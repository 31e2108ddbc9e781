//! Module implementing validation of meme rendering parameters.

use std::error;
use std::fmt;
use std::slice;

use super::constants::{MAX_DIMENSION, MAX_TEXT_LENGTH, MIN_DIMENSION};


/// A single problem with the rendering parameters.
#[derive(Clone, Copy, Debug, PartialEq, Eq)]
pub enum ValidationError {
    TopTextTooLong,
    BottomTextTooLong,
    /// Width is outside of the allowed range, or not a number.
    WidthOutOfRange,
    /// Height is outside of the allowed range, or not a number.
    HeightOutOfRange,
}

impl error::Error for ValidationError {}

impl fmt::Display for ValidationError {
    fn fmt(&self, fmt: &mut fmt::Formatter) -> fmt::Result {
        match *self {
            ValidationError::TopTextTooLong =>
                write!(fmt, "top text exceeds {} chars", MAX_TEXT_LENGTH),
            ValidationError::BottomTextTooLong =>
                write!(fmt, "bottom text exceeds {} chars", MAX_TEXT_LENGTH),
            ValidationError::WidthOutOfRange =>
                write!(fmt, "width must be {}-{}", MIN_DIMENSION, MAX_DIMENSION),
            ValidationError::HeightOutOfRange =>
                write!(fmt, "height must be {}-{}", MIN_DIMENSION, MAX_DIMENSION),
        }
    }
}


/// All the problems found by `validate`, in a fixed order
/// (top text, bottom text, width, height).
#[derive(Clone, Debug, Default, PartialEq, Eq)]
pub struct ValidationErrors(Vec<ValidationError>);

impl ValidationErrors {
    #[inline]
    pub fn is_empty(&self) -> bool {
        self.0.is_empty()
    }

    #[inline]
    pub fn len(&self) -> usize {
        self.0.len()
    }

    #[inline]
    pub fn iter(&self) -> slice::Iter<ValidationError> {
        self.0.iter()
    }

    /// Human-readable messages for every error.
    pub fn messages(&self) -> Vec<String> {
        self.0.iter().map(|e| e.to_string()).collect()
    }
}

impl<'e> IntoIterator for &'e ValidationErrors {
    type Item = &'e ValidationError;
    type IntoIter = slice::Iter<'e, ValidationError>;
    fn into_iter(self) -> Self::IntoIter {
        self.iter()
    }
}

impl error::Error for ValidationErrors {}

impl fmt::Display for ValidationErrors {
    fn fmt(&self, fmt: &mut fmt::Formatter) -> fmt::Result {
        write!(fmt, "{}", self.messages().join("; "))
    }
}


/// Check the user-supplied rendering parameters.
///
/// Dimensions are optional because they may be missing from the request;
/// `None` is treated the same as a value outside of the allowed range.
/// Text length is counted in characters, not bytes.
pub fn validate(top_text: &str, bottom_text: &str,
                width: Option<u32>, height: Option<u32>) -> Result<(), ValidationErrors> {
    let mut errors = vec![];

    if top_text.chars().count() > MAX_TEXT_LENGTH {
        errors.push(ValidationError::TopTextTooLong);
    }
    if bottom_text.chars().count() > MAX_TEXT_LENGTH {
        errors.push(ValidationError::BottomTextTooLong);
    }
    if !width.map(is_valid_dimension).unwrap_or(false) {
        errors.push(ValidationError::WidthOutOfRange);
    }
    if !height.map(is_valid_dimension).unwrap_or(false) {
        errors.push(ValidationError::HeightOutOfRange);
    }

    if errors.is_empty() {
        Ok(())
    } else {
        trace!("Rendering parameters failed validation: {:?}", errors);
        Err(ValidationErrors(errors))
    }
}

/// Parse the dimension from the start of the string, ignoring whatever follows
/// (so `"1600px"` gives 1600).
///
/// Zero, negative numbers and strings without leading digits yield `None`.
pub fn parse_dimension(s: &str) -> Option<u32> {
    let s = s.trim_start();
    let s = s.strip_prefix('+').unwrap_or(s);
    let digits: String = s.chars().take_while(|c| c.is_ascii_digit()).collect();
    match digits.parse::<u32>() {
        Ok(0) | Err(_) => None,
        Ok(n) => Some(n),
    }
}

#[inline]
fn is_valid_dimension(value: u32) -> bool {
    MIN_DIMENSION <= value && value <= MAX_DIMENSION
}
//! Module implementing the `Color` type and its HSL counterparts.

use std::fmt;

use rand::Rng;


/// RGB color.
#[derive(Clone, Copy, Debug, PartialEq, Eq, Hash)]
pub struct Color(pub u8, pub u8, pub u8);

impl Color {
    /// Create a white color.
    #[inline]
    pub fn white() -> Self {
        Self::gray(0xff)
    }

    /// Create a black color.
    #[inline]
    pub fn black() -> Self {
        Self::gray(0x0)
    }

    /// Create a gray color of given intensity.
    #[inline]
    pub fn gray(value: u8) -> Self {
        Color(value, value, value)
    }
}

impl Color {
    /// Convert the color to its chromatic inverse.
    #[inline]
    pub const fn invert(self) -> Self {
        let Color(r, g, b) = self;
        Color(0xff - r, 0xff - g, 0xff - b)
    }

    /// Linearly interpolate between this color and another one.
    /// `t` is clamped to the [0, 1] range.
    pub fn lerp(self, other: Color, t: f32) -> Color {
        let t = t.max(0.0).min(1.0);
        let mix = |a: u8, b: u8| (a as f32 + (b as f32 - a as f32) * t).round() as u8;
        let (Color(r1, g1, b1), Color(r2, g2, b2)) = (self, other);
        Color(mix(r1, r2), mix(g1, g2), mix(b1, b2))
    }
}

impl From<Hsl> for Color {
    fn from(hsl: Hsl) -> Self {
        hsl.to_rgb()
    }
}

impl fmt::Display for Color {
    fn fmt(&self, fmt: &mut fmt::Formatter) -> fmt::Result {
        let &Color(r, g, b) = self;
        write!(fmt, "#{:0>2x}{:0>2x}{:0>2x}", r, g, b)
    }
}


/// Color in the HSL space.
///
/// Hue is in degrees, saturation & lightness are percentages.
#[derive(Clone, Copy, Debug, PartialEq, Eq, Hash)]
pub struct Hsl {
    pub hue: u16,
    pub saturation: u8,
    pub lightness: u8,
}

impl Hsl {
    #[inline]
    pub fn new(hue: u16, saturation: u8, lightness: u8) -> Self {
        Hsl{hue: hue % 360, saturation: saturation.min(100), lightness: lightness.min(100)}
    }

    /// Convert the color to RGB.
    pub fn to_rgb(&self) -> Color {
        let h = self.hue as f64 / 60.0;
        let s = self.saturation as f64 / 100.0;
        let l = self.lightness as f64 / 100.0;

        let chroma = (1.0 - (2.0 * l - 1.0).abs()) * s;
        let x = chroma * (1.0 - (h % 2.0 - 1.0).abs());
        let (r, g, b) = match h as u32 {
            0 => (chroma, x, 0.0),
            1 => (x, chroma, 0.0),
            2 => (0.0, chroma, x),
            3 => (0.0, x, chroma),
            4 => (x, 0.0, chroma),
            _ => (chroma, 0.0, x),
        };
        let m = l - chroma / 2.0;
        let channel = |v: f64| ((v + m) * 255.0).round().max(0.0).min(255.0) as u8;
        Color(channel(r), channel(g), channel(b))
    }
}

impl fmt::Display for Hsl {
    fn fmt(&self, fmt: &mut fmt::Formatter) -> fmt::Result {
        write!(fmt, "hsl({} {}% {}%)", self.hue, self.saturation, self.lightness)
    }
}


/// Pair of colors that make up a background gradient.
#[derive(Clone, Copy, Debug, PartialEq, Eq, Hash)]
pub struct ColorPair {
    pub primary: Hsl,
    pub secondary: Hsl,
}

impl ColorPair {
    /// Create the pair out of a hue, a shared saturation,
    /// and lightness values for both colors.
    ///
    /// The secondary color is shifted by 40 degrees of hue.
    #[inline]
    pub fn from_hsl(hue: u16, saturation: u8, primary_lightness: u8,
                    secondary_lightness: u8) -> Self {
        ColorPair{
            primary: Hsl::new(hue, saturation, primary_lightness),
            secondary: Hsl::new((hue % 360 + 40) % 360, saturation, secondary_lightness),
        }
    }

    /// Pick a random pair of colors that go well together.
    pub fn random<R: Rng + ?Sized>(rng: &mut R) -> Self {
        let hue = rng.gen_range(0..360);
        let saturation = 60 + rng.gen_range(0..20);
        let primary_lightness = 40 + rng.gen_range(0..20);
        let secondary_lightness = 20 + rng.gen_range(0..30);
        Self::from_hsl(hue, saturation, primary_lightness, secondary_lightness)
    }
}


#[cfg(test)]
mod tests {
    use rand::rngs::mock::StepRng;
    use spectral::prelude::*;
    use crate::model::constants::{OUTLINE_COLOR, TEXT_COLOR};
    use super::{Color, ColorPair, Hsl};

    #[test]
    fn black_and_white() {
        assert_eq!(Color(0, 0, 0), Color::black());
        assert_eq!(Color(255, 255, 255), Color::white());
        assert_eq!(Color::black(), Color::white().invert());
    }

    #[test]
    fn outline_contrasts_with_text() {
        assert_eq!(Color::black(), OUTLINE_COLOR);
        assert_eq!(TEXT_COLOR, OUTLINE_COLOR.invert());
        assert_eq!(Color(0, 127, 255), Color(255, 128, 0).invert());
    }

    #[test]
    fn display_as_hex() {
        assert_eq!("#ff8000", format!("{}", Color(255, 128, 0)));
        assert_eq!("#000000", format!("{}", Color::black()));
    }

    #[test]
    fn hsl_primaries() {
        assert_eq!(Color(255, 0, 0), Hsl::new(0, 100, 50).to_rgb());
        assert_eq!(Color(0, 255, 0), Hsl::new(120, 100, 50).to_rgb());
        assert_eq!(Color(0, 0, 255), Hsl::new(240, 100, 50).to_rgb());
        assert_eq!(Color::white(), Hsl::new(77, 30, 100).to_rgb());
        assert_eq!(Color::black(), Hsl::new(300, 90, 0).to_rgb());
    }

    #[test]
    fn lerp_endpoints() {
        let (a, b) = (Color(10, 20, 30), Color(110, 220, 130));
        assert_eq!(a, a.lerp(b, 0.0));
        assert_eq!(b, a.lerp(b, 1.0));
        assert_eq!(Color(60, 120, 80), a.lerp(b, 0.5));
        assert_eq!(b, a.lerp(b, 7.0));
    }

    #[test]
    fn pair_hue_wraps_around() {
        let pair = ColorPair::from_hsl(350, 70, 50, 30);
        assert_eq!(350, pair.primary.hue);
        assert_eq!(30, pair.secondary.hue);
        assert_eq!(pair.primary.saturation, pair.secondary.saturation);
    }

    #[test]
    fn random_pair_with_fixed_source() {
        let pair = ColorPair::random(&mut StepRng::new(0, 0));
        assert_eq!(ColorPair::from_hsl(0, 60, 40, 20), pair);
        assert_eq!(Color(163, 41, 41), pair.primary.to_rgb());
        assert_eq!(Color(97, 66, 5), pair.secondary.to_rgb());
    }

    #[test]
    fn random_pair_within_bounds() {
        let mut rng = rand::thread_rng();
        for _ in 0..256 {
            let pair = ColorPair::random(&mut rng);
            assert_that!(pair.primary.hue).is_less_than(360);
            assert_eq!((pair.primary.hue + 40) % 360, pair.secondary.hue);
            assert_that!(pair.primary.saturation).is_greater_than_or_equal_to(60);
            assert_that!(pair.primary.saturation).is_less_than(80);
            assert_that!(pair.primary.lightness).is_greater_than_or_equal_to(40);
            assert_that!(pair.primary.lightness).is_less_than(60);
            assert_that!(pair.secondary.lightness).is_greater_than_or_equal_to(20);
            assert_that!(pair.secondary.lightness).is_less_than(50);
        }
    }
}
//! Module defining the command line argument parser.

use std::path::PathBuf;

use clap::{self, AppSettings, Arg, ArgMatches};
use memer::constants::{DEFAULT_HEIGHT, DEFAULT_WIDTH};

use crate::{NAME, VERSION};
use super::model::{ArgsError, Options};


impl Options {
    pub(super) fn from_matches(matches: &ArgMatches) -> Result<Self, ArgsError> {
        let verbose_count = matches.occurrences_of(OPT_VERBOSE) as isize;
        let quiet_count = matches.occurrences_of(OPT_QUIET) as isize;
        let verbosity = verbose_count - quiet_count;

        let top_text = matches.value_of(OPT_TOP).unwrap_or("").trim().to_owned();
        let bottom_text = matches.value_of(OPT_BOTTOM).unwrap_or("").trim().to_owned();
        let background_path = matches.value_of(OPT_BACKGROUND).map(PathBuf::from);

        let width = dimension(matches, OPT_WIDTH, DEFAULT_WIDTH);
        let height = dimension(matches, OPT_HEIGHT, DEFAULT_HEIGHT);

        // Output path can be set explicit to stdout via `-`.
        let output_path = Some(matches.value_of(OPT_OUTPUT).unwrap_or(DEFAULT_OUTPUT).trim())
            .and_then(|p| if p == "-" { None } else { Some(p) })
            .map(PathBuf::from);

        Ok(Options{
            verbosity,
            top_text, bottom_text, background_path, width, height,
            output_path,
        })
    }
}

/// Read a dimension flag, falling back to the default if it's missing or invalid.
fn dimension(matches: &ArgMatches, name: &str, default: u32) -> u32 {
    match matches.value_of(name) {
        Some(value) => memer::parse_dimension(value).unwrap_or(default),
        None => default,
    }
}


// Parser definition

/// Type of the argument parser object
/// (which is called an "App" in clap's silly nomenclature).
pub type Parser<'p> = clap::App<'p, 'p>;


lazy_static! {
    static ref ABOUT: &'static str = option_env!("CARGO_PKG_DESCRIPTION").unwrap_or("");
}

const OPT_TOP: &str = "top";
const OPT_BOTTOM: &str = "bottom";
const OPT_BACKGROUND: &str = "bg";
const OPT_WIDTH: &str = "width";
const OPT_HEIGHT: &str = "height";
const OPT_OUTPUT: &str = "output";
const OPT_VERBOSE: &str = "verbose";
const OPT_QUIET: &str = "quiet";

const DEFAULT_OUTPUT: &str = "meme.png";


/// Create the parser for application's command line.
// clap 2's `crate_authors!` expansion trips this lint on newer rustc.
#[allow(unknown_lints, dangerous_implicit_autorefs)]
pub fn create_parser<'p>() -> Parser<'p> {
    let mut parser = Parser::new(*NAME);
    if let Some(version) = *VERSION {
        parser = parser.version(version);
    }
    parser
        .about(*ABOUT)
        .author(crate_authors!(", "))

        .setting(AppSettings::StrictUtf8)

        .setting(AppSettings::UnifiedHelpMessage)
        .setting(AppSettings::DontCollapseArgsInUsage)
        .setting(AppSettings::DeriveDisplayOrder)

        // Meme contents.
        .arg(Arg::with_name(OPT_TOP)
            .long("top")
            .takes_value(true)
            .value_name("TEXT")
            .help("Text at the top of the meme"))
        .arg(Arg::with_name(OPT_BOTTOM)
            .long("bottom")
            .takes_value(true)
            .value_name("TEXT")
            .help("Text at the bottom of the meme"))
        .arg(Arg::with_name(OPT_BACKGROUND)
            .long("bg")
            .takes_value(true)
            .value_name("PATH")
            .help("Background image")
            .long_help(concat!(
                "Image file to use as the meme's background.\n\n",
                "It is scaled and cropped to cover the whole meme. ",
                "Without it, or if the file isn't a supported image, ",
                "a random gradient is used instead.")))
        .arg(Arg::with_name(OPT_WIDTH)
            .long("width")
            .takes_value(true)
            .value_name("N")
            .allow_hyphen_values(true)
            .help("Width of the meme in pixels")
            .long_help(concat!(
                "Width of the meme in pixels.\n\n",
                "Invalid values are ignored in favor of the default of 1200.")))
        .arg(Arg::with_name(OPT_HEIGHT)
            .long("height")
            .takes_value(true)
            .value_name("N")
            .allow_hyphen_values(true)
            .help("Height of the meme in pixels")
            .long_help(concat!(
                "Height of the meme in pixels.\n\n",
                "Invalid values are ignored in favor of the default of 675.")))

        // Output flags.
        .arg(Arg::with_name(OPT_OUTPUT)
            .long("output").short("o").alias("out")
            .takes_value(true)
            .value_name("PATH")
            .help("File to write the rendered meme to")
            .long_help(concat!(
                "What file should the rendered PNG be written to.\n\n",
                "By default, this is meme.png in the current directory. ",
                "When this flag is set to `-` (single dash), the image is written ",
                "to standard output so it can be e.g. piped to the ImageMagick `display` program.")))

        // Verbosity flags.
        .arg(Arg::with_name(OPT_VERBOSE)
            .long("verbose").short("v")
            .multiple(true)
            .conflicts_with(OPT_QUIET)
            .help("Increase logging verbosity"))
        .arg(Arg::with_name(OPT_QUIET)
            .long("quiet").short("q")
            .multiple(true)
            .conflicts_with(OPT_VERBOSE)
            .help("Decrease logging verbosity"))

        .help_short("H")
        .version_short("V")
}
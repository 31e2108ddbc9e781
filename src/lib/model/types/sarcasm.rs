//! Module defining the result of sarcasm scoring.

use std::fmt;


/// Outcome of scoring a piece of text for sarcasm.
#[derive(Clone, Debug, Default, PartialEq, Serialize)]
pub struct SarcasmResult {
    /// Score in the [0, 1] range, rounded to two decimal places.
    pub confidence: f64,
    /// Heuristics that fired, in the order they were checked.
    pub indicators: Vec<Indicator>,
}

impl SarcasmResult {
    /// Whether none of the heuristics fired.
    #[inline]
    pub fn is_empty(&self) -> bool {
        self.indicators.is_empty()
    }
}


/// Tag naming a sarcasm heuristic.
#[derive(Clone, Copy, Debug, PartialEq, Eq, Hash, Serialize)]
#[serde(rename_all = "SCREAMING_SNAKE_CASE")]
pub enum Indicator {
    AllCaps,
    ExcessivePunctuation,
    SarcasmPattern,
    RhetoricalQuestion,
}

impl Indicator {
    /// How much this indicator adds to the confidence score.
    #[inline]
    pub fn weight(&self) -> f64 {
        match *self {
            Indicator::AllCaps => 0.25,
            Indicator::ExcessivePunctuation => 0.20,
            Indicator::SarcasmPattern => 0.30,
            Indicator::RhetoricalQuestion => 0.10,
        }
    }
}

impl fmt::Display for Indicator {
    fn fmt(&self, fmt: &mut fmt::Formatter) -> fmt::Result {
        fmt.write_str(match *self {
            Indicator::AllCaps => "ALL_CAPS",
            Indicator::ExcessivePunctuation => "EXCESSIVE_PUNCTUATION",
            Indicator::SarcasmPattern => "SARCASM_PATTERN",
            Indicator::RhetoricalQuestion => "RHETORICAL_QUESTION",
        })
    }
}
//!
//! memerd  -- Memes on demand
//!

#[macro_use] extern crate clap;
             extern crate exitcode;
             extern crate futures;
             extern crate hyper;
#[macro_use] extern crate lazy_static;
             extern crate memer;
             extern crate mime;
             extern crate multer;
             extern crate serde;
#[macro_use] extern crate serde_derive;
#[macro_use] extern crate serde_json;
             extern crate serde_qs;
             extern crate slog;
             extern crate slog_envlogger;
             extern crate slog_scope;
             extern crate slog_stdlog;
             extern crate slog_term;
             extern crate thiserror;
             extern crate time;
             extern crate tokio;

// Logging goes through the standard `log` macros; `slog` only provides the backend.
#[macro_use] extern crate log;

#[cfg(test)] #[macro_use] extern crate maplit;
#[cfg(test)] #[macro_use] extern crate spectral;


mod args;
mod handlers;
mod logging;
mod service;


use std::convert::Infallible;
use std::env;
use std::io::{self, Write};
use std::process::exit;

use futures::future;
use hyper::Server;
use hyper::server::conn::AddrStream;
use hyper::service::make_service_fn;
use memer::{Describer, Engine, EngineBuilder, EngineBuildError, ModelError};
use thiserror::Error;
use tokio::runtime::{self, Runtime};

use crate::args::{ArgsError, Options};
use crate::handlers::Captioner;
use crate::service::Memer;


lazy_static! {
    /// Application / package name, as filled out by Cargo.
    static ref NAME: &'static str = option_env!("CARGO_PKG_NAME").unwrap_or("memerd");

    /// Application version, as filled out by Cargo.
    static ref VERSION: Option<&'static str> = option_env!("CARGO_PKG_VERSION");
}


fn main() {
    let opts = args::parse().unwrap_or_else(|e| {
        print_args_error(e);
        exit(exitcode::USAGE);
    });

    let _guard = logging::init(opts.verbosity).unwrap_or_else(|e| {
        let _ = writeln!(&mut io::stderr(), "Failed to initialize logging: {}", e);
        exit(exitcode::SOFTWARE);
    });
    if cfg!(debug_assertions) {
        warn!("Debug mode! The program will likely be much slower.");
    }
    for (i, arg) in env::args().enumerate() {
        debug!("argv[{}] = {:?}", i, arg);
    }
    trace!("Options parsed from argv:\n{:#?}", opts);

    let runtime = create_runtime(&opts).unwrap_or_else(|e| {
        error!("Failed to start the async runtime: {}", e);
        exit(exitcode::OSERR);
    });
    if let Err(e) = runtime.block_on(start_server(opts)) {
        error!("{}", e);
        exit(match e {
            ServerError::Engine(..) => exitcode::CONFIG,
            ServerError::Model(..) => exitcode::CONFIG,
            ServerError::Http(..) => exitcode::UNAVAILABLE,
        });
    }
}

/// Print an error that may occur while parsing arguments.
fn print_args_error(e: ArgsError) {
    match e {
        // In case of generic parse error (or a request for --help / --version),
        // clap knows best how to report it.
        ArgsError::Parse(e) => e.exit(),
        e => {
            let _ = writeln!(&mut io::stderr(), "Failed to parse arguments: {}", e);
        }
    }
}


/// Create the async runtime that the server will run on.
fn create_runtime(opts: &Options) -> io::Result<Runtime> {
    let mut builder = runtime::Builder::new_multi_thread();
    builder.enable_all().thread_name("memerd-worker");
    if let Some(count) = opts.render_threads {
        debug!("Using at most {} threads for rendering", count);
        builder.max_blocking_threads(count);
    }
    builder.build()
}

/// Start the server with given options and run it until interrupted.
async fn start_server(opts: Options) -> Result<(), ServerError> {
    let engine = create_engine(&opts)?;
    let captioner = Captioner::new(engine).with_task_timeout(opts.request_timeout);

    let model_config = opts.model_config();
    match model_config {
        Some(ref config) => info!("Using language model at {} for meme descriptions",
            config.api_url),
        None => info!("No language model configured, meme descriptions will be parsed heuristically"),
    }
    let describer = Describer::new(model_config)?;

    let memer = Memer::new(captioner, describer);
    let make_service = make_service_fn(move |conn: &AddrStream| {
        let service = memer.for_connection(conn.remote_addr());
        async move { Ok::<_, Infallible>(service) }
    });

    info!("Starting the server to listen on {}...", opts.address);
    let server = Server::try_bind(&opts.address)?.serve(make_service);
    server.with_graceful_shutdown(shutdown_signal()).await?;

    info!("Server stopped");
    Ok(())
}

/// Create the rendering engine, using the font specified in options if any.
fn create_engine(opts: &Options) -> Result<Engine, EngineBuildError> {
    match (opts.font_directory.as_ref(), opts.font.as_ref()) {
        (Some(dir), Some(font)) => {
            debug!("Using font `{}` from {}", font, dir.display());
            EngineBuilder::new().font_directory(dir).font(font.as_str()).build()
        }
        _ => Engine::new(),
    }
}

/// Resolve when the process is asked to terminate.
async fn shutdown_signal() {
    match tokio::signal::ctrl_c().await {
        Ok(()) => info!("Received interrupt signal, shutting down..."),
        Err(e) => {
            error!("Failed to listen for the interrupt signal: {}", e);
            future::pending::<()>().await
        }
    }
}


/// Error that can prevent the server from running.
#[derive(Debug, Error)]
enum ServerError {
    #[error("failed to set up the rendering engine: {0}")]
    Engine(#[from] EngineBuildError),
    #[error("failed to set up the language model client: {0}")]
    Model(#[from] ModelError),
    #[error("HTTP server error: {0}")]
    Http(#[from] hyper::Error),
}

YOUR TASK: Here the job is to set down exactly the lines of the material above that fall between the one with "#[macro_use] extern crate clap;" and the one with "extern crate serde;", inclusive, and nothing beyond them.

RESPONSE TO THE TASK:
#[macro_use] extern crate clap;
             extern crate exitcode;
             extern crate futures;
             extern crate hyper;
#[macro_use] extern crate lazy_static;
             extern crate memer;
             extern crate mime;
             extern crate multer;
             extern crate serde;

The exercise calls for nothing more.